Lembra que, uma vez, disse para o pai que queria ser menino. Aos seis anos, chegou a cortar o cabelo bem curtinho, porque entendia que aquela era a maior diferença entre mulheres e homens. Durante todo o Ensino Fundamental, sofreu muito bullying. Já no Ensino Médio, tentou se adequar e ficou “mais feminino”.

 

João conta que sempre gostou de se relacionar com mulheres, mas não sabia da existência de homens trans até entrar na faculdade, já adulto:

 

— Descobri um influenciador trans, fui pesquisando, fiz trocentas matérias sobre transgeneridade e conheci meninos trans. Óbvio que quando entrevistamos, sentimos empatia, mas eu sentia mais do que isso. Me via naquelas histórias. Quando chegou a pandemia, pensávamos que todos iriam morrer, daí pensei: “vou viver como acho que tenho que viver”.

 

De acordo com o estudante, o início do processo foi difícil, principalmente porque sua depressão agravou em 2020. Na época, não sabia se ia querer passar pela hormonização ou por cirurgias, mas decidiu que queria ser reconhecido como homem. No âmbito familiar, em um primeiro momento, também houve certa dificuldade de aceitação, devido à falta de conhecimento. Entretanto, hoje em dia, tanto os pais quanto os dois irmãos mais velhos lidam bem com a transição — inclusive foi o pai quem o levou para fazer a troca de nome e gênero dos documentos e incentivou a cirurgia de mastectomia, para retirada da glândula mamária, que João fez neste ano.

 

O novo nome, explica, foi o que a mãe havia escolhido quando descobriu a gravidez. Além disso, o avô paterno também se chama João.

 

— Pesquisei sobre a troca de nome e fui mais instruído, mas quando cheguei para solicitar os funcionários não sabiam me dizer direito o que eu tinha que levar, porque não era uma situação muito corriqueira. Mas, no meu caso, não foi muito demorado, porque nasci e morei no mesmo lugar a vida toda. Levou uma semana para fazerem a certidão de nascimento nova e depois já fiz a carteira de identidade, com nome e gênero retificados — conta.

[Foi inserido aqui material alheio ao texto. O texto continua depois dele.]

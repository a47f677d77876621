use anyhow::{Context, Result};
use clap::Parser;
use std::io::Read;
use std::path::PathBuf;
use support_report_lib::{
    count_by_priority, load_config, ParserConfig, PartialParserConfig, RecommendationParser,
};

/// Extract ranked IT support recommendations from raw model output
#[derive(Parser, Debug)]
#[command(name = "support-report")]
#[command(author, version, about, long_about = None)]
struct Cli {
    /// File containing the model response (reads stdin when omitted)
    input: Option<PathBuf>,

    /// Parser config file (.yaml, .yml or .toml)
    #[arg(long, env = "SUPPORT_REPORT_CONFIG")]
    config: Option<PathBuf>,

    /// Fence tag that marks a recommendation block
    #[arg(long)]
    block_tag: Option<String>,

    /// Skip the numbered/bulleted line scan when no block yields a record
    #[arg(long)]
    no_line_fallback: bool,

    /// Print the full parse report instead of just the recommendations
    #[arg(long)]
    report: bool,

    /// Pretty-print JSON output
    #[arg(long)]
    pretty: bool,
}

fn main() -> Result<()> {
    env_logger::init();
    let cli = Cli::parse();

    let base = match &cli.config {
        Some(path) => load_config(path)?,
        None => ParserConfig::default(),
    };
    let overrides = PartialParserConfig {
        block_tag: cli.block_tag.clone(),
        line_fallback: cli.no_line_fallback.then_some(false),
        ..Default::default()
    };
    let parser = RecommendationParser::new(overrides.apply_to(base))?;

    let raw = read_input(cli.input.as_ref())?;
    let report = parser.parse_detailed(&raw);

    let counts = count_by_priority(&report.recommendations);
    log::info!(
        "{} recommendations via {:?} (critical: {}, high: {}, medium: {}, low: {}, unknown: {})",
        counts.total(),
        report.source,
        counts.critical,
        counts.high,
        counts.medium,
        counts.low,
        counts.unknown
    );

    let output = match (cli.report, cli.pretty) {
        (true, true) => serde_json::to_string_pretty(&report)?,
        (true, false) => serde_json::to_string(&report)?,
        (false, true) => serde_json::to_string_pretty(&report.recommendations)?,
        (false, false) => serde_json::to_string(&report.recommendations)?,
    };
    println!("{}", output);

    Ok(())
}

fn read_input(path: Option<&PathBuf>) -> Result<String> {
    match path {
        Some(path) => std::fs::read_to_string(path)
            .with_context(|| format!("Failed to read input file {}", path.display())),
        None => {
            let mut buffer = String::new();
            std::io::stdin()
                .read_to_string(&mut buffer)
                .context("Failed to read model output from stdin")?;
            Ok(buffer)
        }
    }
}
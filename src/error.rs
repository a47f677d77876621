// Error types for recommendation extraction

use serde::Serialize;
use thiserror::Error;

/// Why a fenced block did not become a recommendation.
///
/// Skips are never surfaced to callers of `parse`; they are logged and
/// recorded on the detailed `ParseReport`.
#[derive(Debug, Clone, PartialEq, Eq, Error, Serialize)]
#[serde(tag = "kind", content = "detail", rename_all = "snake_case")]
pub enum SkipReason {
    #[error("block is not valid JSON: {0}")]
    InvalidJson(String),

    #[error("block does not contain a JSON object")]
    NotAnObject,

    #[error("title is missing or not a string")]
    MissingTitle,

    #[error("title is empty")]
    EmptyTitle,

    #[error("steps is missing or not an array")]
    MissingSteps,

    #[error("steps array is empty")]
    EmptySteps,

    #[error("steps array has no text entries")]
    NoUsableSteps,
}

/// Faults raised while building a parser. Parsing itself never fails.
#[derive(Debug, Error)]
pub enum PipelineError {
    #[error("Invalid block tag '{0}': must be non-empty and contain no whitespace")]
    InvalidBlockTag(String),

    #[error("Failed to compile block pattern: {0}")]
    Pattern(#[from] regex::Error),
}

#[cfg(test)]
mod tests {
    use super::*;

    #[test]
    fn test_skip_reason_display() {
        assert_eq!(
            SkipReason::InvalidJson("EOF".to_string()).to_string(),
            "block is not valid JSON: EOF"
        );
        assert_eq!(SkipReason::EmptySteps.to_string(), "steps array is empty");
    }

    #[test]
    fn test_skip_reason_serializes_tagged() {
        let value = serde_json::to_value(SkipReason::MissingTitle).unwrap();
        assert_eq!(value["kind"], "missing_title");

        let value = serde_json::to_value(SkipReason::InvalidJson("bad".to_string())).unwrap();
        assert_eq!(value["kind"], "invalid_json");
        assert_eq!(value["detail"], "bad");
    }
}
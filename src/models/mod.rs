// Data models for normalized recommendations

pub mod recommendation;

pub use recommendation::{
    count_by_priority, defaults, Priority, PriorityCounts, Recommendation, Urgency,
};
// Parser configuration: file loading and override merging

pub mod loader;
pub mod merger;

pub use loader::{load_config, parse_config, ConfigFormat, ParserConfig};
pub use merger::PartialParserConfig;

Mudança foi regulamentada no Brasil em 2018

 

A autorização para mudanças de nome e gênero de pessoas trans em cartórios de registro civil foi regulamentada no Brasil em 2018, após decisão do Supremo Tribunal Federal (STF). A medida entrou em vigor em junho do mesmo ano e, desde então, os cartórios gaúchos realizaram um total de 618 alterações, sem a necessidade de processo judicial e nem comprovação de cirurgia de redesignação sexual.

 

Em 2018, conforme dados da Associação dos Registradores de Pessoas Naturais do Rio Grande do Sul (Arpen-RS), não houve mudanças. Já em 2019, foram 95. No ano seguinte, o número caiu para 67, mas quase triplicou em 2021 — 152. O índice cresceu ainda mais no ano passado, quando os cartórios gaúchos registraram 194 alterações.

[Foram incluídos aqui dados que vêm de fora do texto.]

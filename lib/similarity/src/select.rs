//! Sample and neighbour selection
//!
//! Both operations pick a subset of rows from a table, carrying an optional
//! label array along with the same row indices. Asking for more rows than are
//! available is not an error: the whole table comes back and the
//! [`Selection`] is marked as degraded.

use crate::strategy::DistanceStrategy;
use mixdist_core::{Error, Observation, Result, Table};
use ordered_float::OrderedFloat;
use rand::rngs::StdRng;
use rand::SeedableRng;
use serde::{Deserialize, Serialize};
use tracing::{debug, warn};

/// Configuration for [`select_sample`]
#[derive(Debug, Clone, Copy, Serialize, Deserialize, PartialEq, Eq)]
pub struct SampleConfig {
    /// Number of rows to draw
    #[serde(default = "default_sample_size")]
    pub n: usize,
    /// RNG seed; the same seed draws the same rows
    #[serde(default = "default_seed")]
    pub seed: u64,
}

fn default_sample_size() -> usize {
    15
}

fn default_seed() -> u64 {
    42
}

impl Default for SampleConfig {
    fn default() -> Self {
        Self {
            n: default_sample_size(),
            seed: default_seed(),
        }
    }
}

impl SampleConfig {
    pub fn with_n(n: usize) -> Self {
        Self {
            n,
            ..Self::default()
        }
    }
}

/// Configuration for [`select_neighbours`]
#[derive(Debug, Clone)]
pub struct NeighbourConfig {
    /// Number of neighbours to return
    pub n: usize,
    /// Distance used to rank rows
    pub strategy: DistanceStrategy,
    /// Columns the distance is computed on; all columns when `None`
    pub columns: Option<Vec<String>>,
}

impl Default for NeighbourConfig {
    fn default() -> Self {
        Self {
            n: 20,
            strategy: DistanceStrategy::Gower,
            columns: None,
        }
    }
}

impl NeighbourConfig {
    pub fn with_n(n: usize) -> Self {
        Self {
            n,
            ..Self::default()
        }
    }

    pub fn strategy(mut self, strategy: DistanceStrategy) -> Self {
        self.strategy = strategy;
        self
    }

    pub fn columns<S: Into<String>>(mut self, columns: impl IntoIterator<Item = S>) -> Self {
        self.columns = Some(columns.into_iter().map(Into::into).collect());
        self
    }
}

/// Rows picked from a table, with their aligned labels
#[derive(Debug, Clone)]
pub struct Selection<L> {
    /// Selected rows, same columns as the input
    pub data: Table,
    /// Labels re-indexed like `data`, when labels were given
    pub labels: Option<Vec<L>>,
    /// Positions of the selected rows in the input table
    pub indices: Vec<usize>,
    /// Distance of each selected row to the query (neighbour selection only)
    pub distances: Option<Vec<f64>>,
    /// Rows asked for
    pub requested: usize,
    /// Rows the input table had
    pub available: usize,
    /// True when `requested > available` and the whole table was returned
    pub degraded: bool,
}

impl<L> Selection<L> {
    #[inline]
    pub fn len(&self) -> usize {
        self.indices.len()
    }

    #[inline]
    pub fn is_empty(&self) -> bool {
        self.indices.is_empty()
    }

    /// Split into the row subset and the label subset
    pub fn into_parts(self) -> (Table, Option<Vec<L>>) {
        (self.data, self.labels)
    }
}

/// Draw `config.n` rows uniformly at random without replacement
///
/// When `config.n` exceeds the number of rows, every row is returned in its
/// original order and the selection is marked degraded.
pub fn select_sample<L: Clone>(
    data: &Table,
    labels: Option<&[L]>,
    config: &SampleConfig,
) -> Result<Selection<L>> {
    check_labels(data, labels)?;
    let available = data.n_rows();
    let degraded = clamp_warn("select_sample", config.n, available);

    let indices = if degraded {
        (0..available).collect()
    } else {
        let mut rng = StdRng::seed_from_u64(config.seed);
        rand::seq::index::sample(&mut rng, available, config.n).into_vec()
    };

    build(data, labels, indices, None, config.n, degraded)
}

/// Return the `config.n` rows closest to `observation`
///
/// Rows are ranked by ascending distance under `config.strategy`; ties keep
/// their original row order. When `config.n` exceeds the number of rows,
/// every row is returned in that same ranked order and the selection is
/// marked degraded.
pub fn select_neighbours<L: Clone>(
    data: &Table,
    observation: &Observation,
    labels: Option<&[L]>,
    config: &NeighbourConfig,
) -> Result<Selection<L>> {
    check_labels(data, labels)?;
    if observation.len() != data.n_columns() {
        return Err(Error::ShapeMismatch {
            expected: data.n_columns(),
            actual: observation.len(),
        });
    }
    let available = data.n_rows();
    let degraded = clamp_warn("select_neighbours", config.n, available);

    debug!(
        strategy = config.strategy.name(),
        columns = ?config.columns,
        "ranking neighbours"
    );
    let distances = match &config.columns {
        Some(names) => {
            let positions = data.resolve_columns(names)?;
            config
                .strategy
                .distances(&data.project(&positions)?, &observation.project(&positions)?)?
        }
        None => config.strategy.distances(data, observation)?,
    };

    let mut order: Vec<usize> = (0..available).collect();
    order.sort_by_key(|&i| OrderedFloat(distances[i]));
    order.truncate(config.n.min(available));

    let picked = order.iter().map(|&i| distances[i]).collect();
    build(data, labels, order, Some(picked), config.n, degraded)
}

fn check_labels<L>(data: &Table, labels: Option<&[L]>) -> Result<()> {
    match labels {
        Some(labels) if labels.len() != data.n_rows() => Err(Error::LabelMismatch {
            rows: data.n_rows(),
            labels: labels.len(),
        }),
        _ => Ok(()),
    }
}
//! Per-column dissimilarity functions
//!
//! Building blocks of the Gower metric. Every function returns a partial
//! dissimilarity in [0.0, 1.0] where 0.0 means identical.
//! Also holds the Euclidean metric used as the alternative to Gower.

use mixdist_core::{normalize, normalize_values, Cell, Error, Observation, Result, Table};

/// Ranges at or below this are treated as "no spread"
pub const ZERO_RANGE_TOLERANCE: f64 = 1e-8;

/// Range-scaled numeric dissimilarity
///
/// # Arguments
/// * `a` - First numeric value
/// * `b` - Second numeric value
/// * `range` - Column range (`max - min`)
///
/// # Returns
/// `|a - b| / range` clipped to 1.0, or 0.0 when the column has no spread
///
/// The no-spread check uses the absolute [`ZERO_RANGE_TOLERANCE`], not one
/// scaled to the values. A column whose real spread is at or below `1e-8`
/// (e.g. measured in very small units) is treated as constant and adds 0.0;
/// rescale such columns before building the table.
#[inline]
pub fn number_dissimilarity(a: f64, b: f64, range: f64) -> f64 {
    if range.abs() <= ZERO_RANGE_TOLERANCE {
        return 0.0;
    }
    ((a - b).abs() / range).min(1.0)
}

/// Dissimilarity of two 0/1 flags
#[inline]
pub fn boolean_dissimilarity(a: f64, b: f64) -> f64 {
    (a - b).abs().min(1.0)
}

/// Categorical mismatch indicator
///
/// # Returns
/// 0.0 if both tokens are equal, 1.0 otherwise
#[inline]
pub fn categorical_dissimilarity(a: &str, b: &str) -> f64 {
    if a == b { 0.0 } else { 1.0 }
}

/// Euclidean distance from `query` to every row of `dataset`, in row order
///
/// Numeric and boolean columns only; a categorical column is an error.
pub fn euclidean_distances(dataset: &Table, query: &Observation) -> Result<Vec<f64>> {
    for column in dataset.columns() {
        if !column.kind.is_numeric_like() {
            return Err(Error::UnsupportedColumn {
                column: column.name.clone(),
                metric: "euclidean",
            });
        }
    }

    let reference = normalize(dataset)?;
    let query = numeric_cells(&normalize_values(query.values(), dataset.kinds())?.cells);

    Ok(reference
        .rows
        .iter()
        .map(|row| l2_distance(&numeric_cells(&row.cells), &query))
        .collect())
}

fn numeric_cells(cells: &[Cell]) -> Vec<f64> {
    cells.iter().filter_map(Cell::as_f64).collect()
}

/// L2 distance with two accumulators for better pipelining
#[inline]
pub fn l2_distance(a: &[f64], b: &[f64]) -> f64 {
    if a.len() != b.len() {
        return f64::INFINITY;
    }

    let mut sum1 = 0.0;
    let mut sum2 = 0.0;
    let mut chunks_a = a.chunks_exact(2);
    let mut chunks_b = b.chunks_exact(2);

    for (x, y) in (&mut chunks_a).zip(&mut chunks_b) {
        let d0 = x[0] - y[0];
        let d1 = x[1] - y[1];
        sum1 += d0 * d0;
        sum2 += d1 * d1;
    }

    for (x, y) in chunks_a.remainder().iter().zip(chunks_b.remainder()) {
        let d = x - y;
        sum1 += d * d;
    }

    (sum1 + sum2).sqrt()
}
//! # mixdist Similarity
//!
//! Gower distance and row selection for mixed-type tabular data.
//!
//! This crate compares rows of a [`Table`](mixdist_core::Table) whose columns
//! are numeric, boolean or categorical, and uses those comparisons to pick
//! rows for ceteris-paribus style explanation plots.
//!
//! ## Features
//!
//! - **Gower Distance**: Range-scaled numeric differences and categorical mismatches, averaged into [0, 1]
//! - **Distance Strategy**: Gower, Euclidean, or a caller-supplied one-vs-many metric
//! - **Neighbour Selection**: The `n` rows closest to a query, with aligned labels
//! - **Sampling**: Seeded random subsets without replacement
//! - **Explainability**: Per-column breakdown of a distance
//!
//! ## Example
//!
//! ```rust
//! use mixdist_core::{ColumnSpec, Table};
//! use mixdist_similarity::{gower_distances, select_neighbours, NeighbourConfig};
//!
//! let table = Table::new(
//!     vec![
//!         ColumnSpec::numeric("age"),
//!         ColumnSpec::categorical("gender"),
//!         ColumnSpec::boolean("children"),
//!     ],
//!     vec![
//!         vec![21.into(), "M".into(), true.into()],
//!         vec![30.into(), "F".into(), false.into()],
//!         vec![22.into(), "M".into(), true.into()],
//!     ],
//! )
//! .unwrap();
//!
//! let query = table.row(0).unwrap();
//! let distances = gower_distances(&table, &query).unwrap();
//! assert_eq!(distances[0], 0.0);
//!
//! let labels = vec![1.0, 0.0, 1.0];
//! let neighbours = select_neighbours(&table, &query, Some(labels.as_slice()), &NeighbourConfig::with_n(2)).unwrap();
//! assert_eq!(neighbours.indices, vec![0, 2]);
//! ```
//!
//! ## Architecture
//!
//! ```text
//! ┌─────────────┐     ┌─────────────┐     ┌─────────────┐
//! │    Table    │────>│  Normalize  │────>│   Ranges    │
//! │  (columns)  │     │ (f64/token) │     │ (max - min) │
//! └─────────────┘     └─────────────┘     └─────────────┘
//!                                                │
//!                     ┌─────────────┐     ┌──────┴──────┐
//!                     │   Select    │<────│    Gower    │
//!                     │ (n nearest) │     │  (partials) │
//!                     └─────────────┘     └─────────────┘
//! ```

pub mod distance;
pub mod explain;
pub mod gower;
pub mod select;
pub mod strategy;

// Re-export main types for convenience
pub use distance::{euclidean_distances, l2_distance};
pub use explain::{explain_gower, ColumnContribution, GowerExplanation};
pub use gower::{gower_distance, gower_distances, gower_partials, pairwise_gower};
pub use select::{select_neighbours, select_sample, NeighbourConfig, SampleConfig, Selection};
pub use strategy::{DistanceFn, DistanceStrategy, MetricKind};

Em 2023, somente até segunda-feira (26), foram 110 atos do tipo no Rio Grande do Sul, sendo que 10 pessoas optaram por trocar apenas o nome, mantendo o gênero.

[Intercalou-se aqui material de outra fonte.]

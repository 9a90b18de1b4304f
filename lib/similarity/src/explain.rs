//! Explainability for Gower distances
//!
//! Breaks a distance down into per-column partial dissimilarities so a plot
//! can show which columns make two rows differ.

use crate::gower::{gower_partials, mean};
use mixdist_core::{
    compute_ranges, normalize, normalize_values, ColumnKind, Error, Observation, Result, Table,
};
use serde::Serialize;

/// Contribution of one column to a Gower distance
#[derive(Debug, Clone, Serialize, PartialEq)]
pub struct ColumnContribution {
    pub column: String,
    pub kind: ColumnKind,
    /// Partial dissimilarity in [0.0, 1.0]
    pub partial: f64,
    /// Range used to scale the column (0.0 for non-numeric columns)
    pub range: f64,
}

/// A Gower distance with its per-column breakdown
#[derive(Debug, Clone, Serialize, PartialEq)]
pub struct GowerExplanation {
    /// Row of the dataset the query was compared with
    pub row: usize,
    pub distance: f64,
    pub contributions: Vec<ColumnContribution>,
}

impl GowerExplanation {
    /// Columns sorted by how much they add to the distance, largest first
    pub fn ranked(&self) -> Vec<&ColumnContribution> {
        let mut ranked: Vec<_> = self.contributions.iter().collect();
        ranked.sort_by(|a, b| b.partial.total_cmp(&a.partial));
        ranked
    }
}

/// Explain the Gower distance between `query` and row `row` of `dataset`
///
/// Uses the same ranges as [`gower_distances`](crate::gower::gower_distances),
/// so `distance` matches the value it reports for that row.
pub fn explain_gower(dataset: &Table, query: &Observation, row: usize) -> Result<GowerExplanation> {
    let reference = normalize(dataset)?;
    let target = reference.rows.get(row).ok_or(Error::RowOutOfBounds {
        index: row,
        len: reference.rows.len(),
    })?;
    let query = normalize_values(query.values(), dataset.kinds())?;
    let ranges = compute_ranges(&reference.rows, &query, &reference.kinds)?;
    let partials = gower_partials(target, &query, &ranges, &reference.kinds)?;

    let contributions = dataset
        .columns()
        .iter()
        .zip(&partials)
        .zip(ranges.as_slice())
        .map(|((column, partial), range)| ColumnContribution {
            column: column.name.clone(),
            kind: column.kind,
            partial: *partial,
            range: *range,
        })
        .collect();

    Ok(GowerExplanation {
        row,
        distance: mean(&partials),
        contributions,
    })
}

#[cfg(test)]
mod tests {
    use super::*;
    use crate::gower::gower_distances;
    use mixdist_core::ColumnSpec;
    use serde_json::json;

    fn table() -> Table {
        Table::new(
            vec![
                ColumnSpec::numeric("age"),
                ColumnSpec::categorical("gender"),
                ColumnSpec::boolean("children"),
            ],
            vec![
                vec![20.into(), "M".into(), true.into()],
                vec![30.into(), "F".into(), true.into()],
                vec![40.into(), "F".into(), false.into()],
            ],
        )
        .unwrap()
    }

    #[test]
    fn test_explain_matches_distance() {
        let table = table();
        let query = table.row(0).unwrap();
        let distances = gower_distances(&table, &query).unwrap();
        for row in 0..table.n_rows() {
            let explained = explain_gower(&table, &query, row).unwrap();
            assert!((explained.distance - distances[row]).abs() < 1e-12);
            assert_eq!(explained.contributions.len(), 3);
        }
    }

    #[test]
    fn test_explain_breakdown() {
        let table = table();
        let explained = explain_gower(&table, &table.row(0).unwrap(), 1).unwrap();
        assert_eq!(explained.contributions[0].range, 20.0);
        assert_eq!(explained.contributions[0].partial, 0.5);
        assert_eq!(explained.contributions[1].partial, 1.0);
        assert_eq!(explained.contributions[2].partial, 0.0);
        assert_eq!(explained.ranked()[0].column, "gender");
    }

    #[test]
    fn test_explain_row_out_of_bounds() {
        let table = table();
        assert!(matches!(
            explain_gower(&table, &table.row(0).unwrap(), 9),
            Err(Error::RowOutOfBounds { index: 9, len: 3 })
        ));
    }

    #[test]
    fn test_explain_serializes() {
        let table = table();
        let explained = explain_gower(&table, &table.row(0).unwrap(), 1).unwrap();
        let value = serde_json::to_value(&explained).unwrap();
        assert_eq!(value["row"], json!(1));
        assert_eq!(value["contributions"][1]["column"], json!("gender"));
        assert_eq!(value["contributions"][1]["kind"], json!("categorical"));
    }
}
//! Gower distance for mixed-type rows
//!
//! The distance between two rows is the mean of per-column partial
//! dissimilarities:
//!
//! - numeric: `|a - b| / range`, clipped to 1, and 0 when the range is zero
//! - boolean: `|a - b|` on the 0/1 encoding
//! - categorical: 0 when equal, 1 otherwise
//!
//! Every column carries the same weight, including zero-range ones, so the
//! result always lies in [0.0, 1.0].

use crate::distance::{boolean_dissimilarity, categorical_dissimilarity, number_dissimilarity};
use mixdist_core::{
    compute_ranges, compute_table_ranges, normalize, normalize_values, Cell, ColumnKind, Error,
    NormalizedRow, Observation, RangeVector, Result, Table,
};
use rayon::prelude::*;

/// Per-column partial dissimilarities between two normalized rows
pub fn gower_partials(
    a: &NormalizedRow,
    b: &NormalizedRow,
    ranges: &RangeVector,
    kinds: &[ColumnKind],
) -> Result<Vec<f64>> {
    let width = kinds.len();
    for actual in [a.len(), b.len(), ranges.len()] {
        if actual != width {
            return Err(Error::ShapeMismatch {
                expected: width,
                actual,
            });
        }
    }

    a.cells
        .iter()
        .zip(&b.cells)
        .zip(kinds)
        .enumerate()
        .map(|(col, ((x, y), kind))| partial(x, y, ranges[col], *kind, col))
        .collect()
}

fn partial(x: &Cell, y: &Cell, range: f64, kind: ColumnKind, col: usize) -> Result<f64> {
    match (kind, x, y) {
        (ColumnKind::Numeric, Cell::Numeric(x), Cell::Numeric(y)) => {
            Ok(number_dissimilarity(*x, *y, range))
        }
        (ColumnKind::Boolean, Cell::Numeric(x), Cell::Numeric(y)) => {
            Ok(boolean_dissimilarity(*x, *y))
        }
        (ColumnKind::Categorical, Cell::Categorical(x), Cell::Categorical(y)) => {
            Ok(categorical_dissimilarity(x, y))
        }
        (_, Cell::Categorical(s), _) | (_, _, Cell::Categorical(s)) => Err(Error::KindMismatch {
            column: col.to_string(),
            kind,
            value: s.clone(),
        }),
        (_, Cell::Numeric(v), _) => Err(Error::KindMismatch {
            column: col.to_string(),
            kind,
            value: v.to_string(),
        }),
    }
}

/// Gower distance between two normalized rows under a shared range vector
pub fn gower_distance(
    a: &NormalizedRow,
    b: &NormalizedRow,
    ranges: &RangeVector,
    kinds: &[ColumnKind],
) -> Result<f64> {
    let partials = gower_partials(a, b, ranges, kinds)?;
    Ok(mean(&partials))
}

#[inline]
pub(crate) fn mean(partials: &[f64]) -> f64 {
    if partials.is_empty() {
        return 0.0;
    }
    partials.iter().sum::<f64>() / partials.len() as f64
}

/// Gower distance from `query` to every row of `dataset`, in row order
///
/// The query is normalized against the dataset's column kinds, and the
/// ranges are computed over the dataset widened by the query.
pub fn gower_distances(dataset: &Table, query: &Observation) -> Result<Vec<f64>> {
    let reference = normalize(dataset)?;
    let query = normalize_values(query.values(), dataset.kinds())?;
    let ranges = compute_ranges(&reference.rows, &query, &reference.kinds)?;

    reference
        .rows
        .par_iter()
        .map(|row| gower_distance(row, &query, &ranges, &reference.kinds))
        .collect()
}

/// All-pairs Gower distance matrix of `dataset`
///
/// Uses ranges over the dataset alone. The matrix is symmetric with a zero
/// diagonal.
pub fn pairwise_gower(dataset: &Table) -> Result<Vec<Vec<f64>>> {
    let reference = normalize(dataset)?;
    let ranges = compute_table_ranges(&reference.rows, &reference.kinds)?;
    let n = reference.rows.len();

    let upper: Vec<Vec<f64>> = (0..n)
        .into_par_iter()
        .map(|i| {
            ((i + 1)..n)
                .map(|j| {
                    gower_distance(&reference.rows[i], &reference.rows[j], &ranges, &reference.kinds)
                })
                .collect::<Result<Vec<f64>>>()
        })
        .collect::<Result<_>>()?;

    let mut matrix = vec![vec![0.0; n]; n];
    for (i, row) in upper.into_iter().enumerate() {
        for (offset, d) in row.into_iter().enumerate() {
            let j = i + 1 + offset;
            matrix[i][j] = d;
            matrix[j][i] = d;
        }
    }
    Ok(matrix)
}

Comparando o primeiro ano de vigência (junho de 2018 a maio de 2019), quando foram contabilizadas 23 alterações, e o último (junho de 2022 a maio de 2023), quando foram 212 mudanças, há um aumento de 821%.

 

De acordo com a Arpen-RS, entre as mudanças de gênero, prevalecem aquelas para feminino. No último ano da regulamentação (junho de 2022 a maio de 2023), foram 92 alterações de masculino para feminino, 101 de feminino para masculino e em 19 casos não houve mudança de gênero.

 

Como fazer?

Para realizar o processo de alteração de gênero em nome nos cartórios de registro civil é necessário a apresentação de todos os documentos pessoais, comprovante de endereço e as certidões dos distribuidores cíveis, criminais estaduais e federais do local de residência dos últimos cinco anos. Também é necessário apresentar certidões de execução criminal estadual e federal, dos Tabelionatos de Protesto e da Justiça do Trabalho. Na sequência, o oficial de registro deve realizar uma entrevista com o interessado.

 

A emissão dos demais documentos devem ser solicitadas diretamente ao órgão competente por sua emissão. Não há necessidade de apresentação de laudos médicos e nem é preciso passar por avaliação de médico ou psicólogo. Outras orientações podem ser encontradas na cartilha de orientações desenvolvida pela a Arpen-RS.